Comment êtes-vous venue à l’entrepreneuriat ?
Il n’y a pas de hasard ! J’ai grandi en pleine campagne, en bord de Sèvre et mon père a créé une entreprise sur les économies d’énergie quand je suis née en 1980. J’ai donc été élevée dans un milieu entrepreneurial et dans la sobriété. Je suis une « native impact » : la nature, c’est très important pour moi. D’ailleurs je me mets au vert une journée par semaine. Mon ADN est profondément nature. C’est là que je me ressource, que je reprends espoir. C’est là aussi que j’ai toutes mes idées de stratégie.
J’ai aussi fait des études en école de commerce qui m’ont conduite en Chine et en Afrique. La géopolitique m’a donné ce côté vision, prospective, très utile. Puis j’ai suivi mes parents qui sont allés mettre en place un écolodge 1 au Sénégal : j’ai appris à vivre en autonomie pour l’eau et l’électricité. J’ai eu mes deux premiers enfants à cette époque. Et j’ai créé Toovalu dans la foulée, en 2008. J’ai aussi fait cinq ans de conseil très spécialisé sur l’environnement entre 2010 et 2015.
Comment a réagi le marché au départ ?
On était un peu des Ovni… Les gens ne comprenaient pas. Un logiciel de pilotage de la performance environnementale ? C’était incompréhensible jusqu’à la Cop 21. Maintenant, le marché est en train d’exploser, mais il faut savoir qu’en décembre 2019, on a fait une petite levée de fonds : les business angels et les investisseurs disaient qu’ils ne voyaient pas le potentiel de marché sur le climat ! J’ai péniblement réussi à lever 200 000 € là où aujourd’hui on pourrait lever 20 M€. On avait encore cette image de Cassandre : personne n’avait envie d’entendre qu’il fallait moins prendre l’avion, faire attention à ses fournisseurs à cause des ruptures possibles de matière, d’énergie… Jusqu’au Covid.
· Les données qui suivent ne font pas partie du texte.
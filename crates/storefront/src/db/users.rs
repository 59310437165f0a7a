//! User repository for database operations.

use chrono::{DateTime, Utc};
use sqlx::SqlitePool;

use lakkeriet_core::{Email, UserId};

use super::RepositoryError;
use crate::models::user::User;

/// Database row for a user (without the password hash).
#[derive(sqlx::FromRow)]
struct UserRow {
    id: i64,
    email: String,
    is_admin: bool,
    created_at: DateTime<Utc>,
}

impl TryFrom<UserRow> for User {
    type Error = RepositoryError;

    fn try_from(row: UserRow) -> Result<Self, Self::Error> {
        let email = Email::parse(&row.email).map_err(|e| {
            RepositoryError::DataCorruption(format!("invalid email in database: {e}"))
        })?;

        Ok(Self {
            id: UserId::new(row.id),
            email,
            is_admin: row.is_admin,
            created_at: row.created_at,
        })
    }
}

/// Repository for user database operations.
pub struct UserRepository<'a> {
    pool: &'a SqlitePool,
}

impl<'a> UserRepository<'a> {
    /// Create a new user repository.
    #[must_use]
    pub const fn new(pool: &'a SqlitePool) -> Self {
        Self { pool }
    }

    /// Get a user by their email address.
    ///
    /// # Errors
    ///
    /// Returns `RepositoryError::Database` if the query fails.
    /// Returns `RepositoryError::DataCorruption` if the stored email is invalid.
    pub async fn get_by_email(&self, email: &Email) -> Result<Option<User>, RepositoryError> {
        let row = sqlx::query_as::<_, UserRow>(
            "SELECT id, email, is_admin, created_at FROM users WHERE email = ?",
        )
        .bind(email.as_str())
        .fetch_optional(self.pool)
        .await?;

        row.map(User::try_from).transpose()
    }

    /// Get a user by their ID.
    ///
    /// # Errors
    ///
    /// Returns `RepositoryError::Database` if the query fails.
    /// Returns `RepositoryError::DataCorruption` if the stored email is invalid.
    pub async fn get_by_id(&self, id: UserId) -> Result<Option<User>, RepositoryError> {
        let row = sqlx::query_as::<_, UserRow>(
            "SELECT id, email, is_admin, created_at FROM users WHERE id = ?",
        )
        .bind(id.as_i64())
        .fetch_optional(self.pool)
        .await?;

        row.map(User::try_from).transpose()
    }

    /// Create a new user with a pre-hashed password.
    ///
    /// # Errors
    ///
    /// Returns `RepositoryError::Conflict` if the email already exists.
    /// Returns `RepositoryError::Database` for other database errors.
    pub async fn create(
        &self,
        email: &Email,
        password_hash: &str,
        is_admin: bool,
    ) -> Result<User, RepositoryError> {
        let id = sqlx::query_scalar::<_, i64>(
            "INSERT INTO users (email, password_hash, is_admin) VALUES (?, ?, ?) RETURNING id",
        )
        .bind(email.as_str())
        .bind(password_hash)
        .bind(is_admin)
        .fetch_one(self.pool)
        .await
        .map_err(|e| {
            if let sqlx::Error::Database(ref db_err) = e
                && db_err.is_unique_violation()
            {
                return RepositoryError::Conflict("email already exists".to_owned());
            }
            RepositoryError::Database(e)
        })?;

        self.get_by_id(UserId::new(id))
            .await?
            .ok_or(RepositoryError::NotFound)
    }

    /// Get a user's password hash by email.
    ///
    /// Returns `None` if the user doesn't exist.
    ///
    /// # Errors
    ///
    /// Returns `RepositoryError::Database` if the query fails.
    pub async fn get_password_hash(
        &self,
        email: &Email,
    ) -> Result<Option<(User, String)>, RepositoryError> {
        let row = sqlx::query_as::<_, (i64, String, bool, DateTime<Utc>, String)>(
            "SELECT id, email, is_admin, created_at, password_hash FROM users WHERE email = ?",
        )
        .bind(email.as_str())
        .fetch_optional(self.pool)
        .await?;

        let Some((id, email, is_admin, created_at, password_hash)) = row else {
            return Ok(None);
        };

        let email = Email::parse(&email).map_err(|e| {
            RepositoryError::DataCorruption(format!("invalid email in database: {e}"))
        })?;

        let user = User {
            id: UserId::new(id),
            email,
            is_admin,
            created_at,
        };

        Ok(Some((user, password_hash)))
    }

    /// Ensure an admin account with this email exists (seeding).
    ///
    /// # Returns
    ///
    /// Returns `true` if a new admin was created, `false` if the account
    /// already existed (it is left untouched).
    ///
    /// # Errors
    ///
    /// Returns `RepositoryError::Database` if a query fails.
    pub async fn ensure_admin(
        &self,
        email: &Email,
        password_hash: &str,
    ) -> Result<bool, RepositoryError> {
        if self.get_by_email(email).await?.is_some() {
            return Ok(false);
        }

        self.create(email, password_hash, true).await?;
        Ok(true)
    }
}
L’entreprise qui a dix ans devient autonome, Elle veut tracer sa route. Et pour que ça fonctionne, il faut lui lâcher la main !
Vous avez le sentiment qu’une marche a été franchie ?
Ah oui ! Avant, quand je disais qu’il fallait moins prendre l’avion ou faire attention à l’usage du numérique, les gens rigolaient. La notion de business était totalement prioritaire et tout ce qui pouvait l’entraver était vécu comme contrainte. Alors que là, il y a une compréhension profonde du fait que ce n’est pas un truc d’écolo. Pendant le confinement, il y a eu des prises de conscience individuelles fortes et aujourd’hui, c’est un sujet stratégique pour nos clients. Dans les comités stratégiques, il n’y a plus de problèmes de budget et on voit le président, la présidente qui demandent désormais pourquoi on ne va pas plus vite.
Qui sont vos clients ?
On a de tout, même si on travaille beaucoup avec l’industrie, le retail et le bâtiment et plutôt avec des ETI car j’ai à cœur que ce soit un sujet stratégique. Toovalu est un outil au service de la direction car aujourd’hui les entreprises ne savent pas faire autrement que piloter. Et même pour celles qui font bien, au bout d’un moment, on se perd. Il faut définir des priorités, donc des axes stratégiques et c’est pour ça que je pense que le bilan carbone n’est ni scalable ni automatisable.
Selon vous, la prise de conscience des entreprises est-elle générale ou inégale ?
Aujourd’hui, je dirais qu’on n’est pas loin de la moitié de mes clients qui ont compris, sont en route. Ils ont fait plusieurs bilans carbone, savent où ils vont réduire les premiers 10 % puis les 10 prochains. En revanche, dans les très grosses entreprises, j’ai l’impression qu’ils sont encore hors sol. Le sens de cette réalité n’est pas encore vraiment intégré. On est encore dans le côté « business first » et on s’intéresse au climat parce que c’est un enjeu business. Ainsi, je suis all…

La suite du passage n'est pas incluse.